**Task to complete:**
Please take the entries below from the first line through the line containing "let size_max = (size.1" and repeat them exactly, leaving out everything after.
═══ Provided records ═══
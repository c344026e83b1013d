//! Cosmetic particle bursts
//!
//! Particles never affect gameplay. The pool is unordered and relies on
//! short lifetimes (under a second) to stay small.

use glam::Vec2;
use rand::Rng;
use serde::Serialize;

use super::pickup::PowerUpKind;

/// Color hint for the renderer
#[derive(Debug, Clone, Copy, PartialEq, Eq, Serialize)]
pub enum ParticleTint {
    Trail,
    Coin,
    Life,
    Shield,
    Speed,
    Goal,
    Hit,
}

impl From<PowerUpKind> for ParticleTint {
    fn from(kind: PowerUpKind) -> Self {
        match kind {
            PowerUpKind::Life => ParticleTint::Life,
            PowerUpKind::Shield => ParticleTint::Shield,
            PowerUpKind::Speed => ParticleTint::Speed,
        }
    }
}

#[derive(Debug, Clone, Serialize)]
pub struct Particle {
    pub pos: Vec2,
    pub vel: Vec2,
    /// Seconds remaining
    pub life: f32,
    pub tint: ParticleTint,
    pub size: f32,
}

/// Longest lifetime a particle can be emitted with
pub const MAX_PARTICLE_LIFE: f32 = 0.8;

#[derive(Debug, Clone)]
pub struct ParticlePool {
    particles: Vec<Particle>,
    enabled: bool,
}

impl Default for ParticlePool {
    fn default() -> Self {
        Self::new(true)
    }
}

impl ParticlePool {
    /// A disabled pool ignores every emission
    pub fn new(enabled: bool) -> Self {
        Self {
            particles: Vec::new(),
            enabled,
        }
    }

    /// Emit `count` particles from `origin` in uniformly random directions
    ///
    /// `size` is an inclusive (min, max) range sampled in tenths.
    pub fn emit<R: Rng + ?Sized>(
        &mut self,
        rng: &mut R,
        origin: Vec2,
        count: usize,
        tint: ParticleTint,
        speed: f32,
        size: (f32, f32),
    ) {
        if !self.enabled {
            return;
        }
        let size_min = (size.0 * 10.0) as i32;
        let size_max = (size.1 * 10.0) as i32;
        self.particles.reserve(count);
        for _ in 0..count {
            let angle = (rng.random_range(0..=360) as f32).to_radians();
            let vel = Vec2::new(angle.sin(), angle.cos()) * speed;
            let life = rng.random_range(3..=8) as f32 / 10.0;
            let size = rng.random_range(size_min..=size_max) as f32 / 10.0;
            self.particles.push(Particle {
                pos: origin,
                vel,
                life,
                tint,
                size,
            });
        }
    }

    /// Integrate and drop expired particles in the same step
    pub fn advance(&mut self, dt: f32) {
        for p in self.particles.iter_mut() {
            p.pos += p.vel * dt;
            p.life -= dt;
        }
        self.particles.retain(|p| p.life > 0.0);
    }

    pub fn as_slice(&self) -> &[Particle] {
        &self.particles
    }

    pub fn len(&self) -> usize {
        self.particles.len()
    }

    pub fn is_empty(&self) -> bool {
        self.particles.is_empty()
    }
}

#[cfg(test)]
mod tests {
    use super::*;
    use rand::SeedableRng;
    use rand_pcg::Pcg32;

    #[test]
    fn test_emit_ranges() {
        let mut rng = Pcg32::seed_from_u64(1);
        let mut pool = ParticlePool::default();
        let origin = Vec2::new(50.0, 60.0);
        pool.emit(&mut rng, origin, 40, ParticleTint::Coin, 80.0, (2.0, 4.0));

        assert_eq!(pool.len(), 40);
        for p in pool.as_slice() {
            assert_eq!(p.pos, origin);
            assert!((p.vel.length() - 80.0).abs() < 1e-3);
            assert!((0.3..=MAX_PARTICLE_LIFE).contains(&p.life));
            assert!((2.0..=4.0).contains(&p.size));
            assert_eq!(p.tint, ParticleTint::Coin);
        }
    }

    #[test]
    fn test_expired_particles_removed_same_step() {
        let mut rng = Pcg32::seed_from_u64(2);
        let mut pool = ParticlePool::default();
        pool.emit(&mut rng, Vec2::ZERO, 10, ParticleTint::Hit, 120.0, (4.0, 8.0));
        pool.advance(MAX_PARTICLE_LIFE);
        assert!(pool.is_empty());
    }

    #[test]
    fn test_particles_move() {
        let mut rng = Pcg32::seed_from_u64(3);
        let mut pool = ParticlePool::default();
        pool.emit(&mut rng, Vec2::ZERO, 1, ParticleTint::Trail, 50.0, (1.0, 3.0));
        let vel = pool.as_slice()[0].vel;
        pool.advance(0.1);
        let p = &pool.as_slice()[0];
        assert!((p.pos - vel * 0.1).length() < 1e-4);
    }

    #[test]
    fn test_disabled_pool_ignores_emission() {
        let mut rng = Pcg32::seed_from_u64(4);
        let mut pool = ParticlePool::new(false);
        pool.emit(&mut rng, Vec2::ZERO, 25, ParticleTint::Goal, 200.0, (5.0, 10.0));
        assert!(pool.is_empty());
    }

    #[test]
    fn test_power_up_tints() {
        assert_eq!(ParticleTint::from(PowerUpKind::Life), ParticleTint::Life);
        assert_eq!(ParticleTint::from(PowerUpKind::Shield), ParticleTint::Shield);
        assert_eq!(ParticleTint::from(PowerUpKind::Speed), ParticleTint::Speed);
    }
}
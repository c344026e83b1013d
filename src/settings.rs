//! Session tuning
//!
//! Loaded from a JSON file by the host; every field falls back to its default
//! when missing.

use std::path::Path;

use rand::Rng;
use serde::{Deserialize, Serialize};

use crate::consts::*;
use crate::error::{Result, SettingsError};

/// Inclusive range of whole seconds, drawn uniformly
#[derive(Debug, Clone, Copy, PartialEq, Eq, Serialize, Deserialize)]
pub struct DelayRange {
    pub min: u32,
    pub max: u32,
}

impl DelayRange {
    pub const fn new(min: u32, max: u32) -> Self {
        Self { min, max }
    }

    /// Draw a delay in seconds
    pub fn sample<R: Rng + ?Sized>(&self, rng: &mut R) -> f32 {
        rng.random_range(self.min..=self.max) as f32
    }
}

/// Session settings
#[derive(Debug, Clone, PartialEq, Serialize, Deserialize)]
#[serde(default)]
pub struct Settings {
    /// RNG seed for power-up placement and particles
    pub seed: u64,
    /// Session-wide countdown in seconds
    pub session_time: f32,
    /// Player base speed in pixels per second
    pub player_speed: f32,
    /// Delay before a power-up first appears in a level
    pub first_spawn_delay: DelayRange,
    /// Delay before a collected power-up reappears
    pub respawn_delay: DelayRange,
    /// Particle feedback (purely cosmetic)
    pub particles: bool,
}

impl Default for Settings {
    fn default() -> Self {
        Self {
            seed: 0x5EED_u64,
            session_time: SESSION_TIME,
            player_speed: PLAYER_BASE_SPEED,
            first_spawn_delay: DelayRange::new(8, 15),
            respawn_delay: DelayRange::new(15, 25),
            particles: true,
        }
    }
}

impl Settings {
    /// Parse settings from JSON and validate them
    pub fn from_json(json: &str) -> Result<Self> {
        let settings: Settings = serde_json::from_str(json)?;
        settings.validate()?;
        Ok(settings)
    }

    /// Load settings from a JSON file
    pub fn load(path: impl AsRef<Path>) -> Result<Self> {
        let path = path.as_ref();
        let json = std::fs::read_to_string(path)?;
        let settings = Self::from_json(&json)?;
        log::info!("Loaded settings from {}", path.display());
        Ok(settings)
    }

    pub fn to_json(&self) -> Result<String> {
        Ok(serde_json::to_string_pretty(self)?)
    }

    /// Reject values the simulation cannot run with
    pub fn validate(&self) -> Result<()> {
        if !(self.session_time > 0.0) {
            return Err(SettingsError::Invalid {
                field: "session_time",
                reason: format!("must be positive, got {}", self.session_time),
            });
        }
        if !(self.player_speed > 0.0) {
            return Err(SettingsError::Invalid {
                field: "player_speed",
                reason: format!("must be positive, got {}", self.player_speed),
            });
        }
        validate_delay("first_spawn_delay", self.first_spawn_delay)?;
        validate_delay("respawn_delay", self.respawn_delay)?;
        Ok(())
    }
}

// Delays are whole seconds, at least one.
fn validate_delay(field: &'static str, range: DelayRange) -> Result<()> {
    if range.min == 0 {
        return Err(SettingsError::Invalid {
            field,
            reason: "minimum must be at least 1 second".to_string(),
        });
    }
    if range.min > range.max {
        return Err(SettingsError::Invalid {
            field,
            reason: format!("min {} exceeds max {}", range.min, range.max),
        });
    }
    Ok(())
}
═══
**Response area:**
repository c344026e83b1013d
//! Cosmetic particle bursts
//!
//! Particles never affect gameplay. The pool is unordered and relies on
//! short lifetimes (under a second) to stay small.

use glam::Vec2;
use rand::Rng;
use serde::Serialize;

use super::pickup::PowerUpKind;

/// Color hint for the renderer
#[derive(Debug, Clone, Copy, PartialEq, Eq, Serialize)]
pub enum ParticleTint {
    Trail,
    Coin,
    Life,
    Shield,
    Speed,
    Goal,
    Hit,
}

impl From<PowerUpKind> for ParticleTint {
    fn from(kind: PowerUpKind) -> Self {
        match kind {
            PowerUpKind::Life => ParticleTint::Life,
            PowerUpKind::Shield => ParticleTint::Shield,
            PowerUpKind::Speed => ParticleTint::Speed,
        }
    }
}

#[derive(Debug, Clone, Serialize)]
pub struct Particle {
    pub pos: Vec2,
    pub vel: Vec2,
    /// Seconds remaining
    pub life: f32,
    pub tint: ParticleTint,
    pub size: f32,
}

/// Longest lifetime a particle can be emitted with
pub const MAX_PARTICLE_LIFE: f32 = 0.8;

#[derive(Debug, Clone)]
pub struct ParticlePool {
    particles: Vec<Particle>,
    enabled: bool,
}

impl Default for ParticlePool {
    fn default() -> Self {
        Self::new(true)
    }
}

impl ParticlePool {
    /// A disabled pool ignores every emission
    pub fn new(enabled: bool) -> Self {
        Self {
            particles: Vec::new(),
            enabled,
        }
    }

    /// Emit `count` particles from `origin` in uniformly random directions
    ///
    /// `size` is an inclusive (min, max) range sampled in tenths.
    pub fn emit<R: Rng + ?Sized>(
        &mut self,
        rng: &mut R,
        origin: Vec2,
        count: usize,
        tint: ParticleTint,
        speed: f32,
        size: (f32, f32),
    ) {
        if !self.enabled {
            return;
        }
        let size_min = (size.0 * 10.0) as i32;
        let size_max = (size.1 * 10.0) as i32;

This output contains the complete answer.